-------- Task data

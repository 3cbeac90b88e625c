//! Logging subscriber initialisation.

use thiserror::Error;
use tracing_subscriber::{
    EnvFilter, Registry,
    layer::{Layer, SubscriberExt},
    util::SubscriberInitExt,
};

use crate::config::{LogFormat, LoggingConfig};

/// Errors raised while initialising logging.
#[derive(Debug, Error)]
pub enum ObservabilityError {
    /// Failed to initialise tracing subscriber.
    #[error("failed to initialise tracing subscriber: {0}")]
    TracingSubscriber(#[from] tracing_subscriber::util::TryInitError),
}

/// Install the global `tracing` subscriber. Logs go to stderr so command output
/// on stdout stays clean.
///
/// # Errors
///
/// Returns an error when a global subscriber is already installed.
pub fn init_logging(config: &LoggingConfig) -> Result<(), ObservabilityError> {
    match config.log_format {
        LogFormat::Compact => init_with_layer(
            config,
            tracing_subscriber::fmt::layer()
                .compact()
                .with_writer(std::io::stderr)
                .with_target(true)
                .with_file(true)
                .with_line_number(true),
        ),
        LogFormat::Json => init_with_layer(
            config,
            tracing_subscriber::fmt::layer()
                .json()
                .with_writer(std::io::stderr)
                .with_current_span(true)
                .with_span_list(true)
                .with_target(true),
        ),
    }
}

fn build_env_filter(config: &LoggingConfig) -> EnvFilter {
    EnvFilter::try_from_default_env()
        .unwrap_or_else(|_| EnvFilter::new(format!("{},sqlx=warn", config.log_level)))
}

fn init_with_layer<L>(config: &LoggingConfig, fmt_layer: L) -> Result<(), ObservabilityError>
where
    L: Layer<Registry> + Send + Sync + 'static,
{
    tracing_subscriber::registry()
        .with(fmt_layer)
        .with(build_env_filter(config))
        .try_init()?;

    Ok(())
}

----------------

▶ [The problem]:
Word for word, please print every line from the beginning of the records to the line bearing "initialise tracing subscriber.", counting both ends and stopping there.

▶ [Exercise output]:
repository 3cbeac90b88e625c
//! Logging subscriber initialisation.

use thiserror::Error;
use tracing_subscriber::{
    EnvFilter, Registry,
    layer::{Layer, SubscriberExt},
    util::SubscriberInitExt,
};

use crate::config::{LogFormat, LoggingConfig};

/// Errors raised while initialising logging.
#[derive(Debug, Error)]
pub enum ObservabilityError {
    /// Failed to initialise tracing subscriber.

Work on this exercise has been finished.